Doolittle propende per l’ipotesi sociale/collettiva: «Forse unico modo per superare a questa crisi è iniziare a pensare e a comportarsi come quella singola specie che noi siamo, piuttosto che come tante tribù e nazioni individuali che lottano l’una contro l’altra».
Dobbiamo imparare a coltivare una coscienza di specie: essere consapevoli di essere un’unica specie e che risolvere problemi su scala globale tutela gli interessi di tutti. Il Covid-19 non guarda in faccia a nessuno, non riguarda una componente dell’umanità, ma tutta quanta. Così la risposta deve essere di tutti, non solo di una parte.

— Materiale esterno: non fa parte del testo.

//! Remote-backed session over a conversation log service

use std::sync::Arc;

use async_stream::stream;
use async_trait::async_trait;
use futures::StreamExt;
use serde_json::Value;
use tokio_stream::Stream;

use sigma_wire::codec::{self, ItemRecord};
use sigma_wire::openai::{ItemPage, ListQuery, OpenAIClient};
use sigma_wire::ConversationItem;

use crate::error::Result;
use crate::session::{Session, SessionKind};

const DEFAULT_PAGE_SIZE: u32 = 100;

/// Storage operations a remote conversation log must provide
#[async_trait]
pub trait ConversationStore: Send + Sync {
    /// Create a new log and return its id
    async fn create_conversation(&self) -> Result<String>;

    /// List one page of records
    async fn list_items(&self, conversation_id: &str, query: &ListQuery) -> Result<ItemPage>;

    /// Append raw item values to the log
    async fn add_items(&self, conversation_id: &str, items: &[Value]) -> Result<()>;

    /// Delete one record
    async fn delete_item(&self, conversation_id: &str, item_id: &str) -> Result<()>;

    /// Delete the whole log
    async fn delete_conversation(&self, conversation_id: &str) -> Result<()>;
}

#[async_trait]
impl ConversationStore for OpenAIClient {
    async fn create_conversation(&self) -> Result<String> {
        Ok(OpenAIClient::create_conversation(self).await?)
    }

    async fn list_items(&self, conversation_id: &str, query: &ListQuery) -> Result<ItemPage> {
        Ok(OpenAIClient::list_items(self, conversation_id, query).await?)
    }

    async fn add_items(&self, conversation_id: &str, items: &[Value]) -> Result<()> {
        Ok(OpenAIClient::add_items(self, conversation_id, items).await?)
    }

    async fn delete_item(&self, conversation_id: &str, item_id: &str) -> Result<()> {
        Ok(OpenAIClient::delete_item(self, conversation_id, item_id).await?)
    }

    async fn delete_conversation(&self, conversation_id: &str) -> Result<()> {
        Ok(OpenAIClient::delete_conversation(self, conversation_id).await?)
    }
}

/// A session whose log lives in a remote conversation service.
///
/// The service appends to this log during response generation, so the log
/// is owned server-side; this type reads and edits it but cannot replace
/// it wholesale. Its kind is [`SessionKind::ConversationLog`].
pub struct ConversationsSession {
    store: Arc<dyn ConversationStore>,
    // Held across the create call so concurrent lazy creates converge on one log.
    conversation_id: tokio::sync::Mutex<Option<String>>,
    page_size: u32,
}

impl ConversationsSession {
    /// Create a session that provisions a fresh remote log on first use
    pub fn new(store: Arc<dyn ConversationStore>) -> Self {
        Self {
            store,
            conversation_id: tokio::sync::Mutex::new(None),
            page_size: DEFAULT_PAGE_SIZE,
        }
    }

    /// Resume an existing remote log
    pub fn with_conversation_id(mut self, conversation_id: impl Into<String>) -> Self {
        self.conversation_id = tokio::sync::Mutex::new(Some(conversation_id.into()));
        self
    }

    /// Override the page size used when walking the log
    pub fn with_page_size(mut self, page_size: u32) -> Self {
        self.page_size = page_size.max(1);
        self
    }

    async fn ensure_conversation_id(&self) -> Result<String> {
        let mut guard = self.conversation_id.lock().await;
        if let Some(id) = guard.as_ref() {
            return Ok(id.clone());
        }
        let id = self.store.create_conversation().await?;
        tracing::debug!("Created conversation log {}", id);
        *guard = Some(id.clone());
        Ok(id)
    }

    /// Walk the whole log oldest-first, one record at a time.
    ///
    /// Restartable only from scratch; terminates when the service reports
    /// the end of the log.
    fn record_stream(
        &self,
        conversation_id: String,
    ) -> impl Stream<Item = Result<ItemRecord>> + Send {
        let store = Arc::clone(&self.store);
        let page_size = self.page_size;
        stream! {
            let mut after: Option<String> = None;
            loop {
                let mut query = ListQuery::ascending().with_limit(page_size);
                if let Some(cursor) = &after {
                    query = query.with_after(cursor.clone());
                }
                let page = match store.list_items(&conversation_id, &query).await {
                    Ok(page) => page,
                    Err(e) => {
                        yield Err(e);
                        return;
                    }
                };
                let next_cursor = page_cursor(&page);
                for record in page.data {
                    yield Ok(record);
                }
                if !page.has_more {
                    break;
                }
                match next_cursor {
                    Some(cursor) => after = Some(cursor),
                    None => break,
                }
            }
        }
    }

    async fn all_items(&self) -> Result<Vec<ConversationItem>> {
        let conversation_id = self.ensure_conversation_id().await?;
        let records = self.record_stream(conversation_id);
        tokio::pin!(records);

        let mut items = Vec::new();
        while let Some(record) = records.next().await {
            items.extend(codec::record_to_items(&record?));
        }
        Ok(items)
    }

    /// Fetch the newest `limit` items by paging from the tail.
    ///
    /// Counts expanded items, not records: one record can become several
    /// items or none, so pulling `limit` records would be wrong in both
    /// directions.
    async fn newest_items(&self, limit: usize) -> Result<Vec<ConversationItem>> {
        let conversation_id = self.ensure_conversation_id().await?;

        let mut groups: Vec<Vec<ConversationItem>> = Vec::new();
        let mut collected = 0usize;
        let mut after: Option<String> = None;
        loop {
            let mut query = ListQuery::descending().with_limit(self.page_size);
            if let Some(cursor) = &after {
                query = query.with_after(cursor.clone());
            }
            let page = self.store.list_items(&conversation_id, &query).await?;
            let next_cursor = page_cursor(&page);

            for record in &page.data {
                let group = codec::record_to_items(record);
                collected += group.len();
                groups.push(group);
                if collected >= limit {
                    break;
                }
            }
            if collected >= limit || !page.has_more {
                break;
            }
            match next_cursor {
                Some(cursor) => after = Some(cursor),
                None => break,
            }
        }

        // Groups arrived newest-first; reverse to chronological order and
        // drop any excess from the oldest side.
        let mut items: Vec<ConversationItem> = groups.into_iter().rev().flatten().collect();
        if items.len() > limit {
            let excess = items.len() - limit;
            items.drain(..excess);
        }
        Ok(items)
    }
}

fn page_cursor(page: &ItemPage) -> Option<String> {
    page.last_id
        .clone()
        .or_else(|| page.data.last().and_then(|r| r.id().map(String::from)))
}

#[async_trait]
impl Session for ConversationsSession {
    fn kind(&self) -> SessionKind {
        SessionKind::ConversationLog
    }

    async fn session_id(&self) -> Result<String> {
        self.ensure_conversation_id().await
    }

    async fn items(&self, limit: Option<usize>) -> Result<Vec<ConversationItem>> {
        match limit {
            Some(0) => Ok(Vec::new()),
            Some(n) => self.newest_items(n).await,
            None => self.all_items().await,
        }
    }

    async fn add_items(&self, items: Vec<ConversationItem>) -> Result<()> {
        if items.is_empty() {
            return Ok(());
        }
        let conversation_id = self.ensure_conversation_id().await?;
        let wire = codec::sanitize_for_store(&items)?;
        self.store.add_items(&conversation_id, &wire).await
    }

    async fn pop_item(&self) -> Result<Option<ConversationItem>> {
        let Some(item) = self.items(Some(1)).await?.pop() else {
            return Ok(None);
        };
        if let Some(item_id) = item.server_id() {
            let conversation_id = self.ensure_conversation_id().await?;
            self.store.delete_item(&conversation_id, item_id).await?;
        }
        Ok(Some(item))
    }

    async fn clear(&self) -> Result<()> {
        let mut guard = self.conversation_id.lock().await;
        let Some(id) = guard.clone() else {
            return Ok(());
        };
        self.store.delete_conversation(&id).await?;
        *guard = None;
        Ok(())
    }
}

In Italia non si comprende ancora bene cosa stia accadendo. Ma il rischio che si intraprenda una strada involutiva c’è.Il discorso sembra complesso ma non lo è affatto. Abbiamo un problema bello serio. La variante Delta galoppa e pare diffondere una carica virale 1.260 volte più alta del Covid originale. Pensavamo, illusi, di esserne fuori, di avercela fatta, dimentichi di un campo di battaglia in cui sono rimaste quasi 130mila vittime. «Saremo migliori», abbiamo cantato dai balconi.
E invece stiamo aprendo un’autostrada a questa variante e a quelle che verranno, perché più il virus circola più muta. Perfino nel rigido e ipertecnologico Giappone è rimasto lettera morta l’appello degli scienziati al governo Suga, per una maggiore attenzione con le Olimpiadi alla gestione della pandemia. Macché, così i Giochi sono già diventati una gara a chi si ammala prima.

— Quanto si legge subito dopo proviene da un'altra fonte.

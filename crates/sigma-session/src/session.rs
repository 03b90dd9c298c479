//! Session trait, session kinds, and the in-memory implementation

use async_trait::async_trait;
use parking_lot::Mutex;
use sigma_wire::ConversationItem;
use uuid::Uuid;

use crate::error::Result;

/// The closed set of session variants.
///
/// Code that needs to know what it is holding asks for the kind instead of
/// sniffing concrete types or probing for methods.
#[derive(Debug, Clone, Copy, PartialEq, Eq, Hash)]
pub enum SessionKind {
    /// Client-managed log (in memory or any custom store)
    Basic,
    /// Log owned and written by the remote conversation service
    ConversationLog,
    /// Decorator that compacts a wrapped session's history
    Compaction,
}

/// An ordered log of conversation items.
///
/// Implementations are single-writer: callers issue operations
/// sequentially and serialize externally if they share a session across
/// tasks.
#[async_trait]
pub trait Session: Send + Sync {
    /// Which kind of session this is
    fn kind(&self) -> SessionKind;

    /// The session id, provisioned lazily on first use
    async fn session_id(&self) -> Result<String>;

    /// Items in chronological order; `Some(n)` keeps only the newest `n`,
    /// `Some(0)` is empty, `None` is the full history
    async fn items(&self, limit: Option<usize>) -> Result<Vec<ConversationItem>>;

    /// Append items to the end of the log; empty input is a no-op
    async fn add_items(&self, items: Vec<ConversationItem>) -> Result<()>;

    /// Remove and return the most recent item
    async fn pop_item(&self) -> Result<Option<ConversationItem>>;

    /// Destroy the log
    async fn clear(&self) -> Result<()>;
}

/// A session held entirely in process memory
#[derive(Default)]
pub struct InMemorySession {
    state: Mutex<InMemoryState>,
}

#[derive(Default)]
struct InMemoryState {
    id: Option<String>,
    items: Vec<ConversationItem>,
}

impl InMemorySession {
    /// Create an empty session
    pub fn new() -> Self {
        Self::default()
    }

    /// Create a session pre-seeded with items
    pub fn with_items(items: Vec<ConversationItem>) -> Self {
        Self {
            state: Mutex::new(InMemoryState { id: None, items }),
        }
    }
}

#[async_trait]
impl Session for InMemorySession {
    fn kind(&self) -> SessionKind {
        SessionKind::Basic
    }

    async fn session_id(&self) -> Result<String> {
        let mut state = self.state.lock();
        let id = state
            .id
            .get_or_insert_with(|| Uuid::new_v4().to_string())
            .clone();
        Ok(id)
    }

    async fn items(&self, limit: Option<usize>) -> Result<Vec<ConversationItem>> {
        let state = self.state.lock();
        let items = match limit {
            Some(0) => Vec::new(),
            Some(n) => {
                let start = state.items.len().saturating_sub(n);
                state.items[start..].to_vec()
            }
            None => state.items.clone(),
        };
        Ok(items)
    }

    async fn add_items(&self, items: Vec<ConversationItem>) -> Result<()> {
        if items.is_empty() {
            return Ok(());
        }
        self.state.lock().items.extend(items);
        Ok(())
    }

    async fn pop_item(&self) -> Result<Option<ConversationItem>> {
        Ok(self.state.lock().items.pop())
    }

    async fn clear(&self) -> Result<()> {
        let mut state = self.state.lock();
        state.items.clear();
        state.id = None;
        Ok(())
    }
}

Di fatto siamo nei guai, più e peggio dello scorso anno, con il quadruplo dei casi rispetto a luglio 2020. È vero, gli ospedali sono liberi, si finisce meno intubati e si muore meno, ma solo perché adesso nel mirino ci sono i giovanissimi, mentre molti delle «categorie a rischio», hanno il doppio vaccino. Molti ma non tutti. E le previsioni per il futuro anche prossimo non sono proprio tenere se è vero che Pierpaolo Sileri, medico e sottosegretario alla Salute del governo Draghi, soprattutto uno dei pochi politici competenti messi al posto giusto, nell’intervista di oggi alla Gazzetta, prevede una strada non facile per la ripresa in presenza dell’imminente anno scolastico.

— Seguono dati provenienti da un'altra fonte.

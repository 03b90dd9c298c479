//! OpenAI Conversations and Responses API client

use serde::{Deserialize, Serialize};
use serde_json::Value;

use crate::codec::ItemRecord;
use crate::error::{Error, Result};
use crate::items::TokenUsage;

const DEFAULT_BASE_URL: &str = "https://api.openai.com/v1";

/// Sort order for listing log records
#[derive(Debug, Clone, Copy, PartialEq, Eq, Serialize, Deserialize)]
#[serde(rename_all = "lowercase")]
pub enum Order {
    Asc,
    Desc,
}

impl Order {
    pub fn as_str(&self) -> &'static str {
        match self {
            Order::Asc => "asc",
            Order::Desc => "desc",
        }
    }
}

/// Query parameters for listing log records
#[derive(Debug, Clone)]
pub struct ListQuery {
    pub order: Order,
    pub limit: Option<u32>,
    pub after: Option<String>,
}

impl ListQuery {
    /// List oldest records first
    pub fn ascending() -> Self {
        Self {
            order: Order::Asc,
            limit: None,
            after: None,
        }
    }

    /// List newest records first
    pub fn descending() -> Self {
        Self {
            order: Order::Desc,
            limit: None,
            after: None,
        }
    }

    /// Cap the page size
    pub fn with_limit(mut self, limit: u32) -> Self {
        self.limit = Some(limit);
        self
    }

    /// Resume after a record id
    pub fn with_after(mut self, after: impl Into<String>) -> Self {
        self.after = Some(after.into());
        self
    }
}

/// One page of log records
#[derive(Debug, Clone, Deserialize)]
pub struct ItemPage {
    pub data: Vec<ItemRecord>,
    #[serde(default)]
    pub has_more: bool,
    #[serde(default)]
    pub last_id: Option<String>,
}

/// A created conversation log
#[derive(Debug, Clone, Deserialize)]
pub struct ConversationObject {
    pub id: String,
}

/// Request body for the compaction endpoint.
///
/// Exactly one of `previous_response_id` and `input` is set: the first
/// compacts server-side state reachable from a response id, the second
/// carries the full history inline.
#[derive(Debug, Clone, Serialize)]
pub struct CompactionRequest {
    pub model: String,
    #[serde(skip_serializing_if = "Option::is_none")]
    pub previous_response_id: Option<String>,
    #[serde(skip_serializing_if = "Option::is_none")]
    pub input: Option<Vec<Value>>,
}

/// Response body from the compaction endpoint
#[derive(Debug, Clone, Deserialize)]
pub struct CompactionResponse {
    #[serde(default)]
    pub id: Option<String>,
    #[serde(default)]
    pub output: Vec<Value>,
    #[serde(default)]
    pub usage: TokenUsage,
}

/// OpenAI API client
pub struct OpenAIClient {
    client: reqwest::Client,
    api_key: String,
    base_url: String,
}

impl OpenAIClient {
    /// Create a new client with an API key
    pub fn new(api_key: impl Into<String>) -> Self {
        Self {
            client: reqwest::Client::new(),
            api_key: api_key.into(),
            base_url: DEFAULT_BASE_URL.to_string(),
        }
    }

    /// Create from environment variable
    pub fn from_env() -> Result<Self> {
        let api_key = std::env::var("OPENAI_API_KEY").map_err(|_| Error::InvalidApiKey)?;
        Ok(Self::new(api_key))
    }

    /// Override the API base URL (for proxies and tests)
    pub fn with_base_url(mut self, base_url: impl Into<String>) -> Self {
        self.base_url = base_url.into();
        self
    }

    /// Create a new conversation log and return its id
    pub async fn create_conversation(&self) -> Result<String> {
        let url = format!("{}/conversations", self.base_url);
        let response = self
            .client
            .post(&url)
            .header("Authorization", format!("Bearer {}", self.api_key))
            .json(&serde_json::json!({}))
            .send()
            .await?;
        let response = check(response).await?;

        let conversation: ConversationObject = response.json().await?;
        if conversation.id.is_empty() {
            return Err(Error::UnexpectedResponse(
                "conversation created without an id".into(),
            ));
        }
        Ok(conversation.id)
    }

    /// List one page of records from a conversation log
    pub async fn list_items(&self, conversation_id: &str, query: &ListQuery) -> Result<ItemPage> {
        let url = format!("{}/conversations/{}/items", self.base_url, conversation_id);
        tracing::debug!("Listing conversation items: {}", url);

        let mut params: Vec<(&str, String)> = vec![("order", query.order.as_str().to_string())];
        if let Some(limit) = query.limit {
            params.push(("limit", limit.to_string()));
        }
        if let Some(after) = &query.after {
            params.push(("after", after.clone()));
        }

        let response = self
            .client
            .get(&url)
            .header("Authorization", format!("Bearer {}", self.api_key))
            .query(&params)
            .send()
            .await?;
        let response = check(response).await?;

        Ok(response.json().await?)
    }

    /// Append raw item values to a conversation log
    pub async fn add_items(&self, conversation_id: &str, items: &[Value]) -> Result<()> {
        let url = format!("{}/conversations/{}/items", self.base_url, conversation_id);
        let response = self
            .client
            .post(&url)
            .header("Authorization", format!("Bearer {}", self.api_key))
            .json(&serde_json::json!({ "items": items }))
            .send()
            .await?;
        check(response).await?;
        Ok(())
    }

    /// Delete one record from a conversation log
    pub async fn delete_item(&self, conversation_id: &str, item_id: &str) -> Result<()> {
        let url = format!(
            "{}/conversations/{}/items/{}",
            self.base_url, conversation_id, item_id
        );
        let response = self
            .client
            .delete(&url)
            .header("Authorization", format!("Bearer {}", self.api_key))
            .send()
            .await?;
        check(response).await?;
        Ok(())
    }

    /// Delete an entire conversation log
    pub async fn delete_conversation(&self, conversation_id: &str) -> Result<()> {
        let url = format!("{}/conversations/{}", self.base_url, conversation_id);
        let response = self
            .client
            .delete(&url)
            .header("Authorization", format!("Bearer {}", self.api_key))
            .send()
            .await?;
        check(response).await?;
        Ok(())
    }

    /// Ask the model to compact a conversation into summary items
    pub async fn compact(&self, request: &CompactionRequest) -> Result<CompactionResponse> {
        let url = format!("{}/responses/compact", self.base_url);
        let response = self
            .client
            .post(&url)
            .header("Authorization", format!("Bearer {}", self.api_key))
            .json(request)
            .send()
            .await?;
        let response = check(response).await?;

        Ok(response.json().await?)
    }
}

async fn check(response: reqwest::Response) -> Result<reqwest::Response> {
    let status = response.status();
    if !status.is_success() {
        let text = response.text().await.unwrap_or_default();
        return Err(Error::api(status.as_u16(), text));
    }
    Ok(response)
}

Come popolo siamo abituati ad avere tanti diritti, pronti a frignare appena ce ne toccano uno. Dimentichiamo gli altrettanti doveri, a cominciare da quello del rispetto per gli altri. E questo ci pone all’opposto della teoria di Doolittle.
Ci lamentiamo se a Mikonos, isola greca patria del fancazzismo e per questo molto amata dagli italiani, mettono il coprifuoco. Nessuno pensa che con un po’ di fantasia potremmo divertirci di giorno e dormire di notte.
L’allarme sta suonando forte ed è impossibile non sentirlo, come un antifurto che scatta nel silenzio di ferragosto. Tutto sta a come si reagirà a questa nuova ondata che si sta facendo largo nemmeno tanto timidamente. Al momento abbiamo fallito tutti: chi ci governa, a cui magari si chiede un po’ più di coraggio, e noi «cittadini comuni», artefici del nostro destino. Per ora no, non ci illudiamo, non siamo diventati migliori.